When does a headache become a migraine? Or do headaches migrate into something that is more severe? Well, we all know when we have a headache; take a couple of paracetomol and it goes away. But headache pills won't usually have much effect on migraines. That is because the causes are quite different and so are the symptoms.
That is not to say that you can't have a headache component to your migraine, which will respond to medication, but the symptoms of migraines will not. So what are the symptoms? They vary from person to person, but sensitivity to light and sound accompanied by nausea and vomiting are common.

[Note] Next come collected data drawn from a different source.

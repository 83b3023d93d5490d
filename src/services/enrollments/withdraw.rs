use actix_web::{HttpRequest, HttpResponse, Result as ActixResult};
use tracing::info;

use super::EnrollmentService;
use crate::errors::SchoolSystemError;
use crate::models::enrollments::entities::WithdrawalOutcome;
use crate::models::enrollments::requests::RegisterRequest;
use crate::models::{ApiResponse, ErrorCode};
use crate::services::resolve_student_id;

pub async fn withdraw(
    service: &EnrollmentService,
    offering_id: i64,
    withdraw_data: RegisterRequest,
    request: &HttpRequest,
) -> ActixResult<HttpResponse> {
    let storage = service.get_storage(request);

    let student_id = match resolve_student_id(&storage, withdraw_data.student_id, request).await {
        Ok(id) => id,
        Err(response) => return Ok(response),
    };

    match storage.withdraw_enrollment(student_id, offering_id).await {
        Ok(WithdrawalOutcome::Withdrawn(enrollment)) => {
            info!("学生 {} 退课: 开课 {}", student_id, offering_id);
            Ok(HttpResponse::Ok().json(ApiResponse::success(enrollment, "退课成功")))
        }
        Ok(WithdrawalOutcome::NotRegistered) => Ok(HttpResponse::NotFound().json(
            ApiResponse::error_empty(ErrorCode::NotEnrolled, "No active enrollment in this offering"),
        )),
        Err(SchoolSystemError::NotFound(msg)) => {
            Ok(HttpResponse::NotFound().json(ApiResponse::error_empty(ErrorCode::NotFound, msg)))
        }
        Err(e) => Ok(
            HttpResponse::InternalServerError().json(ApiResponse::error_empty(
                ErrorCode::InternalServerError,
                format!("Failed to withdraw enrollment: {e}"),
            )),
        ),
    }
}
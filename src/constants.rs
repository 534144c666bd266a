// src/constants.rs

/// Storage key for the full blocking-rule collection.
pub const RULES_KEY: &str = "blocking-rules";

/// Storage key for the single active focus session.
pub const SESSION_KEY: &str = "active-focus-session";

/// Storage key for the blocked-attempt log.
pub const ATTEMPTS_KEY: &str = "blocked-attempts";

/// Maximum number of blocked attempts retained (oldest evicted first).
pub const MAX_BLOCKED_ATTEMPTS: usize = 1000;

/// Default number of attempts returned when callers pass no explicit limit.
pub const DEFAULT_ATTEMPT_LIMIT: usize = 100;

/// Advisory focus session ceiling in minutes (24 hours). Longer sessions
/// are accepted but logged.
pub const MAX_SESSION_MINUTES: u32 = 24 * 60;

/// Weekday labels used in rule `days` sets, Monday first.
pub const WEEKDAY_LABELS: [&str; 7] = ["Mon", "Tue", "Wed", "Thu", "Fri", "Sat", "Sun"];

There is uncertainty about the cause. Certain foods and drinks are common triggers, and so is stress. Sufferers are advised to note what they have consumed for the twentyfour hours before an attack. After several migraines you may get certain foods showing up regularly, which can then be avoided. It is thought by many that food allergies and sensitivities contribute to the predisposition for migraines, and yet others think that heredity plays a part, particularly from the mother, as more women are affected than men.
Migraine usually affects one side of the head, and is thought by some authorities to be neurovascular in origin, that is, affecting the nerve and blood supply, particularly to the head. It is believed that the trigeminal nerve in particular is affected.
All of the foregoing makes migraines quite difficult to treat effectively. Having said that, I have had considerable success in alleviating, and in many cases, eliminating migraine completely with craniosacral therapy. I believe this is because craniosacral therapy works with the membranes that surround the central nervous system where it can find and release areas of tension that are impinging on nerve supply, and release areas of soft tissue that may be hypertonic, giving improved nerve, lymph and blood flow.